Whether you are pitching a new concept, training and motivating employees or delivering essential corporate news to the investor community, the opportunity to deliver an impactful presentation must be treated as a strategic business opportunity.
Extemporaneous, stream-of-consciousness presentations are not effective, as your audience doesn’t have ESP and can’t possibly know how to follow your thoughts as you form them. Take the time to prepare your talk – and by time, we mean days and weeks. Not while you’re getting dressed for the event.
Start first with the primary concept, focusing on the audience and why your idea is important to them. From there, establish the most compelling and memorable way to share your idea – find the anecdote or story that converts the idea from words into a mentally-stimulating image. Finally, guide the audience through the detail that supports your primary concept.

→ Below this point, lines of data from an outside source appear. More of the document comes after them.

use std::path::PathBuf;

use thiserror::Error;

/// Errors that can occur while probing or decoding a video file.
#[derive(Error, Debug, Clone)]
pub enum FrameIoError {
    #[error("ffmpeg/ffprobe not found on PATH")]
    ToolNotFound,

    #[error("io error running ffmpeg/ffprobe for {path}: {source}")]
    Io { path: PathBuf, source: String },

    #[error("ffmpeg/ffprobe exited with an error for {path}: {message}")]
    ToolFailed { path: PathBuf, message: String },

    #[error("could not parse video stats for {path}: {message}")]
    StatsParse { path: PathBuf, message: String },

    #[error("video {path} has a malformed header (zero frame count or unknown fps)")]
    MalformedHeader { path: PathBuf },

    #[error("frame index {frame_index} is out of range for {path} ({frame_count} frames)")]
    SeekOutOfRange {
        path: PathBuf,
        frame_index: u64,
        frame_count: u64,
    },

    #[error("reader for {path} is already closed")]
    ReaderClosed { path: PathBuf },
}
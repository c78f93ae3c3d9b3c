#![warn(clippy::print_stdout)]
#![warn(clippy::print_stderr)]
#![warn(clippy::unwrap_used)]

//! Sequential raw-frame decoding of video files via the `ffmpeg`/`ffprobe`
//! command line tools.
//!
//! This crate knows nothing about hashing or matching; it only turns a video
//! file on disk into a stream of RGB24 [`Frame`]s plus the [`VideoInfo`]
//! needed to size and seek within that stream.
//!
//! ```no_run
//! use frame_io::FrameReader;
//!
//! let mut reader = FrameReader::open("clip.mp4").unwrap();
//! while let Some(frame) = reader.read_next().unwrap() {
//!     println!("frame {} is {}x{}", frame.index, frame.width, frame.height);
//! }
//! ```

mod error;
mod reader;
mod video_info;

pub use error::FrameIoError;
pub use reader::{frame_count, fps, resolution, Frame, FrameReader};
pub use video_info::VideoInfo;
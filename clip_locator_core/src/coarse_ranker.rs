use std::collections::HashMap;

use crate::model::{SegmentHashList, VideoId};

/// Early-exit threshold: a Hamming distance strictly below this is accepted
/// as "near enough" and stops the inner search for a candidate.
pub const EARLY_EXIT_DISTANCE: u32 = 5;

/// A candidate source video and its minimum Hamming distance to any query hash.
#[derive(Clone, Debug, PartialEq, Eq)]
pub struct RankedCandidate {
    pub video_id: VideoId,
    pub min_distance: u32,
}

/// Ranks every source video in `corpus_hashes` by the minimum Hamming distance
/// between any query hash in `clip_hashes` and any of that source's hashes.
/// Returns candidates sorted by `min_distance` ascending, ties broken by
/// `VideoId` lexicographic order.
#[must_use]
pub fn rank(
    clip_hashes: &SegmentHashList,
    corpus_hashes: &HashMap<VideoId, SegmentHashList>,
) -> Vec<RankedCandidate> {
    let mut ranked: Vec<RankedCandidate> = corpus_hashes
        .iter()
        .filter_map(|(video_id, source_hashes)| {
            min_distance(clip_hashes, source_hashes).map(|min_distance| RankedCandidate {
                video_id: video_id.clone(),
                min_distance,
            })
        })
        .collect();

    ranked.sort_by(|a, b| {
        a.min_distance
            .cmp(&b.min_distance)
            .then_with(|| a.video_id.cmp(&b.video_id))
    });

    ranked
}

fn min_distance(clip_hashes: &SegmentHashList, source_hashes: &SegmentHashList) -> Option<u32> {
    let mut best: Option<u32> = None;

    'outer: for c in clip_hashes.as_slice() {
        for s in source_hashes.as_slice() {
            let d = c.hamming_distance(s);
            best = Some(best.map_or(d, |b| b.min(d)));
            if d < EARLY_EXIT_DISTANCE {
                break 'outer;
            }
        }
    }

    best
}

#[cfg(test)]
mod test {
    use super::*;
    use crate::model::SegmentHash;

    fn hashes(bits: &[u64]) -> SegmentHashList {
        SegmentHashList::new(bits.iter().copied().map(SegmentHash::from_bits).collect())
    }

    #[test]
    fn ranker_orders_by_min_distance_then_video_id() {
        let clip = hashes(&[0b1]);
        let mut corpus = HashMap::new();
        corpus.insert(VideoId::new("A"), hashes(&[0b1]));
        corpus.insert(VideoId::new("B"), hashes(&[0b11])); // xor distance 1 from clip
        let ranked = rank(&clip, &corpus);

        assert_eq!(ranked[0], RankedCandidate { video_id: VideoId::new("A"), min_distance: 0 });
        assert_eq!(ranked[1], RankedCandidate { video_id: VideoId::new("B"), min_distance: 1 });
    }

    #[test]
    fn ties_broken_by_video_id_lexicographic_order() {
        let clip = hashes(&[0b0]);
        let mut corpus = HashMap::new();
        corpus.insert(VideoId::new("z"), hashes(&[0b1]));
        corpus.insert(VideoId::new("a"), hashes(&[0b1]));
        let ranked = rank(&clip, &corpus);
        assert_eq!(ranked[0].video_id, VideoId::new("a"));
        assert_eq!(ranked[1].video_id, VideoId::new("z"));
    }

    #[test]
    fn scenario_s6_matches_spec_example() {
        let clip = hashes(&[0b1010]);
        let mut corpus = HashMap::new();
        corpus.insert(VideoId::new("A"), hashes(&[0b1010]));
        corpus.insert(VideoId::new("B"), hashes(&[0b1010 ^ 0b1]));
        let ranked = rank(&clip, &corpus);
        assert_eq!(
            ranked,
            vec![
                RankedCandidate { video_id: VideoId::new("A"), min_distance: 0 },
                RankedCandidate { video_id: VideoId::new("B"), min_distance: 1 },
            ]
        );
    }
}
//! Command-line argument definitions.

use clap::{Parser, Subcommand};
use std::path::PathBuf;

/// Talk to a Matrix homeserver's client-server API.
#[derive(Debug, Parser)]
#[command(name = "matrix-api", version, about)]
pub struct Cli {
    /// Configuration file (defaults to the layered matrix_api.toml lookup)
    #[arg(long, global = true)]
    pub config: Option<PathBuf>,

    /// Homeserver base URL
    #[arg(long, global = true, env = "MATRIX_API_BASE_URL")]
    pub base_url: Option<String>,

    /// Access token
    #[arg(long, global = true, env = "MATRIX_API_TOKEN", hide_env_values = true)]
    pub token: Option<String>,

    /// Act as this user id (application services)
    #[arg(long, global = true)]
    pub identity: Option<String>,

    /// Give up after this many rate-limited retries
    #[arg(long, global = true)]
    pub max_retries: Option<u32>,

    /// Enable debug logging
    #[arg(short, long, global = true)]
    pub verbose: bool,

    /// Emit logs as JSON lines
    #[arg(long, global = true)]
    pub json_logs: bool,

    /// Command to run
    #[command(subcommand)]
    pub command: Commands,
}

/// Available commands.
#[derive(Debug, Subcommand)]
pub enum Commands {
    /// Send an arbitrary request and print the JSON response
    Send {
        /// HTTP method (GET, PUT, DELETE, POST)
        method: String,

        /// Path below the API prefix, e.g. /account/whoami
        path: String,

        /// JSON request body
        #[arg(long)]
        body: Option<String>,

        /// Query parameter as key=value (repeatable)
        #[arg(long = "query", value_name = "KEY=VALUE")]
        query: Vec<String>,

        /// Header as name=value (repeatable)
        #[arg(long = "header", value_name = "NAME=VALUE")]
        header: Vec<String>,

        /// API prefix override, e.g. /_matrix/media/r0
        #[arg(long)]
        api_path: Option<String>,
    },

    /// Print a user's display name
    Displayname {
        /// Fully qualified user id, e.g. @alice:example.org
        user_id: String,
    },

    /// Resolve a room alias to a room id
    RoomId {
        /// Room alias, e.g. #ops:example.org
        alias: String,
    },
}
//! Transport error types.

/// A request that never produced an HTTP response.
///
/// Wraps DNS failures, refused connections, TLS problems and timeouts
/// reported by the underlying HTTP client. The send loop surfaces these
/// immediately and never retries them.
#[derive(Debug, Clone, derive_more::Display, derive_more::Error)]
#[display(
    "Transport Error: {} {} failed: {} at line {} in {}",
    method,
    endpoint,
    message,
    line,
    file
)]
pub struct TransportError {
    /// HTTP method of the failed request
    pub method: String,
    /// Endpoint URL of the failed request (without query parameters)
    pub endpoint: String,
    /// The underlying error message
    pub message: String,
    /// Line number where the error occurred
    pub line: u32,
    /// File where the error occurred
    pub file: &'static str,
}

impl TransportError {
    /// Create a new TransportError at the current location.
    ///
    /// # Examples
    ///
    /// ```
    /// use matrix_api_error::TransportError;
    ///
    /// let err = TransportError::new("GET", "https://hs/_matrix/client/r0/sync", "Connection refused");
    /// assert_eq!(err.method, "GET");
    /// assert!(err.message.contains("refused"));
    /// ```
    #[track_caller]
    pub fn new(
        method: impl Into<String>,
        endpoint: impl Into<String>,
        message: impl Into<String>,
    ) -> Self {
        let location = std::panic::Location::caller();
        Self {
            method: method.into(),
            endpoint: endpoint.into(),
            message: message.into(),
            line: location.line(),
            file: location.file(),
        }
    }
}
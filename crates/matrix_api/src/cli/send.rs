//! Command handlers.

use super::{Cli, Commands};
use matrix_api::{
    ApiRequest, ApiSession, AsyncHttpApi, ConfigError, ConfigErrorKind, JsonError,
    MatrixApiConfig, MatrixApiResult, RetryPolicy,
};
use serde_json::Value as JsonValue;
use tracing::{debug, instrument};

/// Merge the config file, environment and command-line flags into a session.
#[instrument(skip(cli))]
pub fn build_session(cli: &Cli) -> Result<ApiSession, ConfigError> {
    let mut config = match &cli.config {
        Some(path) => MatrixApiConfig::from_file(path)?,
        None => MatrixApiConfig::load()?,
    };

    if let Some(base_url) = &cli.base_url {
        config.base_url = Some(base_url.clone());
    }
    if let Some(token) = &cli.token {
        config.token = Some(token.clone());
    }
    if let Some(identity) = &cli.identity {
        config.identity = Some(identity.clone());
    }
    if let Some(max_retries) = cli.max_retries {
        config.retry = RetryPolicy {
            max_retries: Some(max_retries),
            ..config.retry
        };
    }

    debug!(base_url = ?config.base_url, "Resolved configuration");
    config.into_session()
}

/// Split `key=value` arguments.
pub fn parse_pairs(pairs: &[String], field: &str) -> Result<Vec<(String, String)>, ConfigError> {
    pairs
        .iter()
        .map(|pair| {
            pair.split_once('=')
                .map(|(key, value)| (key.to_string(), value.to_string()))
                .ok_or_else(|| {
                    ConfigError::new(ConfigErrorKind::InvalidValue {
                        field: field.to_string(),
                        reason: format!("expected KEY=VALUE, got '{}'", pair),
                    })
                })
        })
        .collect()
}

/// Run the selected command and return what should be printed.
pub async fn run_command(api: &AsyncHttpApi, command: Commands) -> MatrixApiResult<JsonValue> {
    match command {
        Commands::Send {
            method,
            path,
            body,
            query,
            header,
            api_path,
        } => {
            let mut request = ApiRequest::new(method, path);
            if let Some(body) = body {
                let body: JsonValue = serde_json::from_str(&body)
                    .map_err(|e| JsonError::new(format!("Invalid --body JSON: {}", e)))?;
                request = request.with_json(body);
            }
            for (key, value) in parse_pairs(&query, "query")? {
                request = request.with_query(key, value);
            }
            for (name, value) in parse_pairs(&header, "header")? {
                request = request.with_header(name, value);
            }
            if let Some(api_path) = api_path {
                request = request.with_api_path(api_path);
            }
            api.send(request).await
        }
        Commands::Displayname { user_id } => {
            Ok(JsonValue::String(api.get_display_name(&user_id).await?))
        }
        Commands::RoomId { alias } => Ok(JsonValue::String(api.get_room_id(&alias).await?)),
    }
}
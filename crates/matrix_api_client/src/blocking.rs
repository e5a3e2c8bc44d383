//! Blocking send loop.

use crate::attempt::{Outcome, evaluate};
use crate::{BlockingReqwestTransport, BlockingTransport};
use matrix_api_core::{ApiRequest, ApiSession};
use matrix_api_error::MatrixApiResult;
use serde_json::Value as JsonValue;
use tracing::{debug, instrument};

/// Blocking Matrix client-server API client.
///
/// Same request shaping, rate-limit handling and error classification as
/// [`AsyncHttpApi`](crate::AsyncHttpApi), but rate-limit waits and network
/// I/O block the calling thread.
#[derive(Debug, Clone)]
pub struct HttpApi<T = BlockingReqwestTransport> {
    session: ApiSession,
    transport: T,
}

impl HttpApi<BlockingReqwestTransport> {
    /// Create a client that talks to the homeserver through reqwest.
    ///
    /// # Errors
    ///
    /// Returns an error if the HTTP client cannot be initialised.
    pub fn new(session: ApiSession) -> MatrixApiResult<Self> {
        let transport = BlockingReqwestTransport::new(*session.validate_cert())?;
        Ok(Self::with_transport(session, transport))
    }
}

impl<T: BlockingTransport> HttpApi<T> {
    /// Create a client over a caller-supplied transport.
    pub fn with_transport(session: ApiSession, transport: T) -> Self {
        debug!(base_url = %session.base_url(), "Creating blocking Matrix API client");
        Self { session, transport }
    }

    /// Session settings this client was built with.
    pub fn session(&self) -> &ApiSession {
        &self.session
    }

    /// The underlying transport.
    pub fn transport(&self) -> &T {
        &self.transport
    }

    /// Send a request and return the parsed JSON response.
    ///
    /// See [`AsyncHttpApi::send`](crate::AsyncHttpApi::send) for the retry
    /// and error semantics.
    #[instrument(skip(self, request), fields(method = %request.method(), path = %request.path()))]
    pub fn send(&self, request: ApiRequest) -> MatrixApiResult<JsonValue> {
        let descriptor = self.session.prepare(&request)?;

        let mut attempts = 0u32;
        loop {
            attempts = attempts.saturating_add(1);
            debug!(attempts, "Sending request");
            let response = self.transport.execute(&descriptor)?;

            match evaluate(&self.session, response, attempts)? {
                Outcome::Done(body) => return Ok(body),
                Outcome::RetryAfter(wait) => std::thread::sleep(wait),
            }
        }
    }
}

Always give context first and details second. Dig for why your audience should care and start there. Simon Sinek’s TedxPuget Sound illustrates the power of “why” beautifully.
Building PowerPoint Last
Only after you develop your verbal story and work through your delivery and technique should you worry about your “slides.” The best visual support for a presentation should be just that – supportive and visual. Use images or tight graphics to illustrate your commentary and the details supporting the main idea.
Work on Vocals and Gestures
So now that you have your main points and details clearly outlined and you have prepared your content both verbally and visually, it’s best to spend some time practicing how you will deliver your message. Paying attention to your pacing, vocals and gestures can make the difference between your audience gobbling up your information or zoning out.